◆ **Your task**: Nothing in the records may be dropped. Retype them all exactly.

◆ **Records shown**:
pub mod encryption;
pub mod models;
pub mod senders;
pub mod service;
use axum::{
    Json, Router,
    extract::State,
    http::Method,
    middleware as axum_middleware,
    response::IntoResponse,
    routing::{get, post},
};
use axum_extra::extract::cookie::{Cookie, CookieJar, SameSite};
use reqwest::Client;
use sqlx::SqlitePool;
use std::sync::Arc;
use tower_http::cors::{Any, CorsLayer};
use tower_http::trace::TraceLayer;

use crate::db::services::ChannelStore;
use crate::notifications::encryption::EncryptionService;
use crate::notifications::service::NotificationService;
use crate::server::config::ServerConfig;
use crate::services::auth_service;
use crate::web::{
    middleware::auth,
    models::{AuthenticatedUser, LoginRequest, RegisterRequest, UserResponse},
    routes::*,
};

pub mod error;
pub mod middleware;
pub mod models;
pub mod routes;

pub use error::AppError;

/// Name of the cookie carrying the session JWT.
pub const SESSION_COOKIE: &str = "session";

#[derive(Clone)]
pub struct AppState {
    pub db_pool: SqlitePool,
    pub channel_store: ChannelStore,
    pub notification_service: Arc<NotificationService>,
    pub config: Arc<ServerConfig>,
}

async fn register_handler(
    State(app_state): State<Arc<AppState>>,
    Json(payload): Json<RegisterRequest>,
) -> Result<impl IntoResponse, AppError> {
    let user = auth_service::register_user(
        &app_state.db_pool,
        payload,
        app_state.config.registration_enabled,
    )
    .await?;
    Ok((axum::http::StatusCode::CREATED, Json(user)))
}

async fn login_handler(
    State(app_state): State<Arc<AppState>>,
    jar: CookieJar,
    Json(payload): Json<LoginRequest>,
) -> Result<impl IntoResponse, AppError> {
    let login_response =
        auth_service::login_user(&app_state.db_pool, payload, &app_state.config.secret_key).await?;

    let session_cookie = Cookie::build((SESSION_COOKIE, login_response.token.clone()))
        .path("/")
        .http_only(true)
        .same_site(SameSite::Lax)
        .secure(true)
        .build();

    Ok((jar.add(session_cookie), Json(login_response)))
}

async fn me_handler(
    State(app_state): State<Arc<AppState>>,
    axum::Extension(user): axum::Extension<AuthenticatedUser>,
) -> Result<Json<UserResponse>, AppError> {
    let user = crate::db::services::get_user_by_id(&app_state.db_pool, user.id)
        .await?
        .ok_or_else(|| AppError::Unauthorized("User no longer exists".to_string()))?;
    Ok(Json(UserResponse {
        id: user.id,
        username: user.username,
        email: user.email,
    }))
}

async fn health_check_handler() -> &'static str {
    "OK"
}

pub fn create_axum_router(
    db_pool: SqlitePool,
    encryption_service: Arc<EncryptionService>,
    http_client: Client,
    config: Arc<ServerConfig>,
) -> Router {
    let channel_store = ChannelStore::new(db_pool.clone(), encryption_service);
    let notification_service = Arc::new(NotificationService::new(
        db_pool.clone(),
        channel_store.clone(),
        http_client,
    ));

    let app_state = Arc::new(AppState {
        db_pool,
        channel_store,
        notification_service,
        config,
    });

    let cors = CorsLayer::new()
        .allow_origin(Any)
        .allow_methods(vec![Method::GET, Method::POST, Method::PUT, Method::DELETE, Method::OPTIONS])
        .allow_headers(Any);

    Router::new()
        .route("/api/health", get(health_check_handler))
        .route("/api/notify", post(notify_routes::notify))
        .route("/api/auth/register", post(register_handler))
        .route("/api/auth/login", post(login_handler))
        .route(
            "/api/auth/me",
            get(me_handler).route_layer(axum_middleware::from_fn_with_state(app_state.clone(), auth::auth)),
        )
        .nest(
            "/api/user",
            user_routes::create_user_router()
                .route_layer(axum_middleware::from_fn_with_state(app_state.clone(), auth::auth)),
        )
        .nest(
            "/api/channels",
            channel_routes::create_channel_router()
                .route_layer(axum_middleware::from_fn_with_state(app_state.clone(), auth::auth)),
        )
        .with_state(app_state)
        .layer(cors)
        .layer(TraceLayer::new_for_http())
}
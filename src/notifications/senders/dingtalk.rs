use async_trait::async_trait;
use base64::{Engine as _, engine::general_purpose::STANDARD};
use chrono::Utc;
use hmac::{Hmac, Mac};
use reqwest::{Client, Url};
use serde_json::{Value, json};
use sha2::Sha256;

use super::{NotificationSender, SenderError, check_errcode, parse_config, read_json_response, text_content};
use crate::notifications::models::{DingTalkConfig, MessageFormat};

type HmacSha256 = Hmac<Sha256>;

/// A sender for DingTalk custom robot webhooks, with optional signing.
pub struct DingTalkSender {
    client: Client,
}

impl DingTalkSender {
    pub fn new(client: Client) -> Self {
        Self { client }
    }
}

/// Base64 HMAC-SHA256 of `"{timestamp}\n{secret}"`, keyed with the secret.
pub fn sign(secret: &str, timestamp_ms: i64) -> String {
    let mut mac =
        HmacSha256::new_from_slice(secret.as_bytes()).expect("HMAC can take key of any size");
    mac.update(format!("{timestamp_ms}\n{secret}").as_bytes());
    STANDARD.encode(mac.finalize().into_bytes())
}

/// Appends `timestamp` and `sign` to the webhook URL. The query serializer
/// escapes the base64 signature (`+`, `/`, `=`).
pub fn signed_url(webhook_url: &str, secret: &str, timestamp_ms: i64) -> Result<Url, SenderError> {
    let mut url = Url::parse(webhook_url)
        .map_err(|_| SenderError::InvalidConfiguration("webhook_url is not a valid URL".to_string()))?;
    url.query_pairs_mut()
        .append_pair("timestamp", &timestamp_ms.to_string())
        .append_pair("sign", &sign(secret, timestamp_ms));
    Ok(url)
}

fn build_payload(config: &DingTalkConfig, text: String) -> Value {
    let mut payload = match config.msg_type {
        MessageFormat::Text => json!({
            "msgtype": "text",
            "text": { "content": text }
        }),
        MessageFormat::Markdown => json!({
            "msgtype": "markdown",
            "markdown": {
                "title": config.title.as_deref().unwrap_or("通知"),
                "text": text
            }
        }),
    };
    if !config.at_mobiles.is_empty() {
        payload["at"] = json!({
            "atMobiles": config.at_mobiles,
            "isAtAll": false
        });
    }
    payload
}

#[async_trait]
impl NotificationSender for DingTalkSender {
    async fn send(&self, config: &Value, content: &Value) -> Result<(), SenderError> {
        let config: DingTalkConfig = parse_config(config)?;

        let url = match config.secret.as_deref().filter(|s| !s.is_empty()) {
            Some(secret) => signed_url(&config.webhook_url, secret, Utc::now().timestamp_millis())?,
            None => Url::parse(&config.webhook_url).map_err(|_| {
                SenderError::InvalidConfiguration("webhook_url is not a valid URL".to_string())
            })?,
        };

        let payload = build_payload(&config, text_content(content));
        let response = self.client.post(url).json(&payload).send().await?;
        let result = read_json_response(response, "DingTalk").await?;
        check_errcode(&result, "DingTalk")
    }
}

◆ **Answer box**:
pub mod encryption;
pub mod models;
pub mod senders;
pub mod service;
use axum::{
    Json, Router,
    extract::State,
    http::Method,
    middleware as axum_middleware,
    response::IntoResponse,
    routing::{get, post},
};
use axum_extra::extract::cookie::{Cookie, CookieJar, SameSite};
use reqwest::Client;
use sqlx::SqlitePool;
use std::sync::Arc;
use tower_http::cors::{Any, CorsLayer};
use tower_http::trace::TraceLayer;

use crate::db::services::ChannelStore;
use crate::notifications::encryption::EncryptionService;
use crate::notifications::service::NotificationService;
use crate::server::config::ServerConfig;
use crate::services::auth_service;
use crate::web::{
    middleware::auth,
    models::{AuthenticatedUser, LoginRequest, RegisterRequest, UserResponse},
    routes::*,
};

pub mod error;
pub mod middleware;
pub mod models;
pub mod routes;

pub use error::AppError;

/// Name of the cookie carrying the session JWT.
pub const SESSION_COOKIE: &str = "session";

#[derive(Clone)]
pub struct AppState {
    pub db_pool: SqlitePool,
    pub channel_store: ChannelStore,
    pub notification_service: Arc<NotificationService>,
    pub config: Arc<ServerConfig>,
}

async fn register_handler(
    State(app_state): State<Arc<AppState>>,
    Json(payload): Json<RegisterRequest>,
) -> Result<impl IntoResponse, AppError> {
    let user = auth_service::register_user(
        &app_state.db_pool,
        payload,
        app_state.config.registration_enabled,
    )
    .await?;
    Ok((axum::http::StatusCode::CREATED, Json(user)))
}

async fn login_handler(
    State(app_state): State<Arc<AppState>>,
    jar: CookieJar,
    Json(payload): Json<LoginRequest>,
) -> Result<impl IntoResponse, AppError> {
    let login_response =
        auth_service::login_user(&app_state.db_pool, payload, &app_state.config.secret_key).await?;

    let session_cookie = Cookie::build((SESSION_COOKIE, login_response.token.clone()))
        .path("/")
        .http_only(true)
        .same_site(SameSite::Lax)
        .secure(true)
        .build();

    Ok((jar.add(session_cookie), Json(login_response)))
}

async fn me_handler(
    State(app_state): State<Arc<AppState>>,
    axum::Extension(user): axum::Extension<AuthenticatedUser>,
) -> Result<Json<UserResponse>, AppError> {
    let user = crate::db::services::get_user_by_id(&app_state.db_pool, user.id)
        .await?
        .ok_or_else(|| AppError::Unauthorized("User no longer exists".to_string()))?;
    Ok(Json(UserResponse {
        id: user.id,
        username: user.username,
        email: user.email,
    }))
}

async fn health_check_handler() -> &'static str {
    "OK"
}

pub fn create_axum_router(
    db_pool: SqlitePool,
    encryption_service: Arc<EncryptionService>,
    http_client: Client,
    config: Arc<ServerConfig>,
) -> Router {
    let channel_store = ChannelStore::new(db_pool.clone(), encryption_service);
    let notification_service = Arc::new(NotificationService::new(
        db_pool.clone(),
        channel_store.clone(),
        http_client,
    ));

    let app_state = Arc::new(AppState {
        db_pool,
        channel_store,
        notification_service,
        config,
    });

    let cors = CorsLayer::new()
        .allow_origin(Any)
        .allow_methods(vec![Method::GET, Method::POST, Method::PUT, Method::DELETE, Method::OPTIONS])
        .allow_headers(Any);

    Router::new()
        .route("/api/health", get(health_check_handler))
        .route("/api/notify", post(notify_routes::notify))
        .route("/api/auth/register", post(register_handler))
        .route("/api/auth/login", post(login_handler))
        .route(
            "/api/auth/me",
            get(me_handler).route_layer(axum_middleware::from_fn_with_state(app_state.clone(), auth::auth)),
        )
        .nest(
            "/api/user",
            user_routes::create_user_router()
                .route_layer(axum_middleware::from_fn_with_state(app_state.clone(), auth::auth)),
        )
        .nest(
            "/api/channels",
            channel_routes::create_channel_router()
                .route_layer(axum_middleware::from_fn_with_state(app_state.clone(), auth::auth)),
        )
        .with_state(app_state)
        .layer(cors)
        .layer(TraceLayer::new_for_http())
}
filename src/notifications/senders/dingtalk.rs
use async_trait::async_trait;
use base64::{Engine as _, engine::general_purpose::STANDARD};
use chrono::Utc;
use hmac::{Hmac, Mac};
use reqwest::{Client, Url};
use serde_json::{Value, json};
use sha2::Sha256;

use super::{NotificationSender, SenderError, check_errcode, parse_config, read_json_response, text_content};
use crate::notifications::models::{DingTalkConfig, MessageFormat};

type HmacSha256 = Hmac<Sha256>;

/// A sender for DingTalk custom robot webhooks, with optional signing.
pub struct DingTalkSender {
    client: Client,
}

impl DingTalkSender {
    pub fn new(client: Client) -> Self {
        Self { client }
    }
}

/// Base64 HMAC-SHA256 of `"{timestamp}\n{secret}"`, keyed with the secret.
pub fn sign(secret: &str, timestamp_ms: i64) -> String {
    let mut mac =
        HmacSha256::new_from_slice(secret.as_bytes()).expect("HMAC can take key of any size");
    mac.update(format!("{timestamp_ms}\n{secret}").as_bytes());
    STANDARD.encode(mac.finalize().into_bytes())
}

/// Appends `timestamp` and `sign` to the webhook URL. The query serializer
/// escapes the base64 signature (`+`, `/`, `=`).
pub fn signed_url(webhook_url: &str, secret: &str, timestamp_ms: i64) -> Result<Url, SenderError> {
    let mut url = Url::parse(webhook_url)
        .map_err(|_| SenderError::InvalidConfiguration("webhook_url is not a valid URL".to_string()))?;
    url.query_pairs_mut()
        .append_pair("timestamp", &timestamp_ms.to_string())
        .append_pair("sign", &sign(secret, timestamp_ms));
    Ok(url)
}

fn build_payload(config: &DingTalkConfig, text: String) -> Value {
    let mut payload = match config.msg_type {
        MessageFormat::Text => json!({
            "msgtype": "text",
            "text": { "content": text }
        }),
        MessageFormat::Markdown => json!({
            "msgtype": "markdown",
            "markdown": {
                "title": config.title.as_deref().unwrap_or("通知"),
                "text": text
            }
        }),
    };
    if !config.at_mobiles.is_empty() {
        payload["at"] = json!({
            "atMobiles": config.at_mobiles,
            "isAtAll": false
        });
    }
    payload
}

#[async_trait]
impl NotificationSender for DingTalkSender {
    async fn send(&self, config: &Value, content: &Value) -> Result<(), SenderError> {
        let config: DingTalkConfig = parse_config(config)?;

        let url = match config.secret.as_deref().filter(|s| !s.is_empty()) {
            Some(secret) => signed_url(&config.webhook_url, secret, Utc::now().timestamp_millis())?,
            None => Url::parse(&config.webhook_url).map_err(|_| {
                SenderError::InvalidConfiguration("webhook_url is not a valid URL".to_string())
            })?,
        };

        let payload = build_payload(&config, text_content(content));
        let response = self.client.post(url).json(&payload).send().await?;
        let result = read_json_response(response, "DingTalk").await?;
        check_errcode(&result, "DingTalk")
    }
}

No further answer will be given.